727 Toulouse St.; 800/634-1600 or 504/561-5858, fax 504/528-9939; doubles from $195; Audubon Cottages from $245. Rates include breakfast.
Windsor Court Hotel
Just a few blocks away from the French Quarter but an Atlantic Ocean away in spirit, this 23-story contemporary high-rise in the Central Business District is the place to stay when you're not looking for cozy (or cramped), romantic, historic, or rowdy. The Windsor Court is known around the country for its great service and refined English style. Quite!
A gargantuan vase of 12 dozen roses stands by the front doors in the sprawling lobby, where a staff member is assiduously polishing the leaves of a plant. Off to one side, a harpist floats celestial music over the clink of porcelain during afternoon tea. A cursory Anglophilia patrol turns up an 1824 scale model of Windsor Castle outside the dining room on the second floor and paintings by Gainsborough and Reynolds on the walls—part of the hotel's $8 million art collection. (So American to put a price tag on such things.)
All but 50 of the Windsor's 224 rooms are suites, many with balconies, though only the ones with a river view are actually worth stepping onto unless you're stimulated by a raggle-taggle cluster of low buildings. My immense suite had a spacious foyer, a cavernous living room, a kitchenette, a bedroom, and a dressing area. Oh, I also had two TV's, three phones, and a terry robe embroidered with the Windsor Court crest (a pennant-waving knight on horseback). Were I to become a regular guest, the staff would monogram a robe for me and hold it for subsequent visits.
The problem with the Windsor Court, of course, is that it could be anywhere. But what an anywhere. The staff is solicitous even under trying circumstances: when the phone system briefly crashed during my stay, the concierge allowed me to use his phone—the only functioning one in the hotel.
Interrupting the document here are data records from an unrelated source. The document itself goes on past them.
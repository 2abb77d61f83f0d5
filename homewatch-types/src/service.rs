//! Per-service state as reported by a sampler.

/// Run state of a monitored service.
///
/// Anything other than `running` (exited, created, paused, dead, ...) is
/// reported as [`RunStatus::Stopped`].
#[derive(Debug, Clone, Copy, PartialEq, Eq, Hash, Default)]
#[cfg_attr(feature = "serde", derive(serde::Serialize, serde::Deserialize))]
#[cfg_attr(feature = "serde", serde(rename_all = "lowercase"))]
pub enum RunStatus {
    Running,
    #[default]
    #[cfg_attr(feature = "serde", serde(other))]
    Stopped,
}

impl RunStatus {
    /// Map a raw state string (e.g. docker's `State` column) to a run status.
    pub fn from_state(state: &str) -> Self {
        if state.trim().eq_ignore_ascii_case("running") {
            RunStatus::Running
        } else {
            RunStatus::Stopped
        }
    }

    pub fn is_running(&self) -> bool {
        matches!(self, RunStatus::Running)
    }

    pub fn label(&self) -> &'static str {
        match self {
            RunStatus::Running => "running",
            RunStatus::Stopped => "stopped",
        }
    }
}

/// A point-in-time read of one service.
#[derive(Debug, Clone, PartialEq, Default)]
#[cfg_attr(feature = "serde", derive(serde::Serialize, serde::Deserialize))]
#[cfg_attr(feature = "serde", serde(rename_all = "camelCase"))]
pub struct ServiceSnapshot {
    /// Stable identifier (short container id, process name, site key).
    pub id: String,

    /// Human-readable name.
    pub name: String,

    pub status: RunStatus,

    /// CPU usage in percent. Zero for stopped services.
    #[cfg_attr(feature = "serde", serde(default))]
    pub cpu_percent: f64,

    /// Memory usage in percent of the host or the container limit.
    #[cfg_attr(feature = "serde", serde(default))]
    pub mem_percent: f64,

    /// Published ports, in the adapter's own notation (e.g. `0.0.0.0:80->80/tcp`).
    #[cfg_attr(feature = "serde", serde(default))]
    pub ports: Vec<String>,
}

impl ServiceSnapshot {
    /// Create a stopped service with no resource usage.
    pub fn new(id: impl Into<String>, name: impl Into<String>) -> Self {
        Self {
            id: id.into(),
            name: name.into(),
            ..Default::default()
        }
    }

    pub fn builder(id: impl Into<String>) -> ServiceBuilder {
        ServiceBuilder::new(id)
    }

    pub fn is_running(&self) -> bool {
        self.status.is_running()
    }
}

/// Builder for [`ServiceSnapshot`].
///
/// The name defaults to the id when not set.
#[derive(Debug)]
pub struct ServiceBuilder {
    id: String,
    name: Option<String>,
    status: RunStatus,
    cpu_percent: f64,
    mem_percent: f64,
    ports: Vec<String>,
}

impl ServiceBuilder {
    pub fn new(id: impl Into<String>) -> Self {
        Self {
            id: id.into(),
            name: None,
            status: RunStatus::Stopped,
            cpu_percent: 0.0,
            mem_percent: 0.0,
            ports: Vec::new(),
        }
    }

    pub fn name(mut self, name: impl Into<String>) -> Self {
        self.name = Some(name.into());
        self
    }

    pub fn status(mut self, status: RunStatus) -> Self {
        self.status = status;
        self
    }

    pub fn running(self) -> Self {
        self.status(RunStatus::Running)
    }

    pub fn stopped(self) -> Self {
        self.status(RunStatus::Stopped)
    }

    pub fn cpu(mut self, percent: f64) -> Self {
        self.cpu_percent = percent;
        self
    }

    pub fn mem(mut self, percent: f64) -> Self {
        self.mem_percent = percent;
        self
    }

    pub fn port(mut self, port: impl Into<String>) -> Self {
        self.ports.push(port.into());
        self
    }

    pub fn build(self) -> ServiceSnapshot {
        let name = self.name.unwrap_or_else(|| self.id.clone());
        ServiceSnapshot {
            id: self.id,
            name,
            status: self.status,
            cpu_percent: self.cpu_percent,
            mem_percent: self.mem_percent,
            ports: self.ports,
        }
    }
}

#[cfg(test)]
mod tests {
    use super::*;

    #[test]
    fn test_run_status_from_state() {
        assert_eq!(RunStatus::from_state("running"), RunStatus::Running);
        assert_eq!(RunStatus::from_state(" Running\n"), RunStatus::Running);
        assert_eq!(RunStatus::from_state("exited"), RunStatus::Stopped);
        assert_eq!(RunStatus::from_state("paused"), RunStatus::Stopped);
        assert_eq!(RunStatus::from_state(""), RunStatus::Stopped);
    }

    #[test]
    fn test_builder_defaults_name_to_id() {
        let svc = ServiceSnapshot::builder("abc123").running().cpu(3.0).build();
        assert_eq!(svc.name, "abc123");
        assert!(svc.is_running());
        assert_eq!(svc.cpu_percent, 3.0);
        assert!(svc.ports.is_empty());
    }

    #[cfg(feature = "serde")]
    #[test]
    fn test_unknown_state_deserializes_as_stopped() {
        let json = r#"{"id":"a","name":"a","status":"exited"}"#;
        let svc: ServiceSnapshot = serde_json::from_str(json).unwrap();
        assert_eq!(svc.status, RunStatus::Stopped);
        assert_eq!(svc.mem_percent, 0.0);
    }

    #[cfg(feature = "serde")]
    #[test]
    fn test_camel_case_field_names() {
        let svc = ServiceSnapshot::builder("web").running().cpu(1.5).build();
        let value = serde_json::to_value(&svc).unwrap();
        assert_eq!(value["cpuPercent"], 1.5);
        assert_eq!(value["status"], "running");
    }
}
Beside the outdoor pool is a pleasant patio; there's also a great gym for those who are shocked by what they find on the bathroom scale. The hotel's restaurant, the Grill Room, is a standout in a city full of excellent places to eat. (And I can report that the room-service crab cakes and gumbo are delicious.) The attention to detail extends all the way to those pesky electrical cords: here, if they're visible, they're wearing little ruffled fabric sleeves. Quite!
300 Gravier St.; 800/262-2662 or 504/523-6000, fax 504/596-4513; doubles from $250, suites from $325.
Barbara Peck is the executive editor at Travel & Leisure.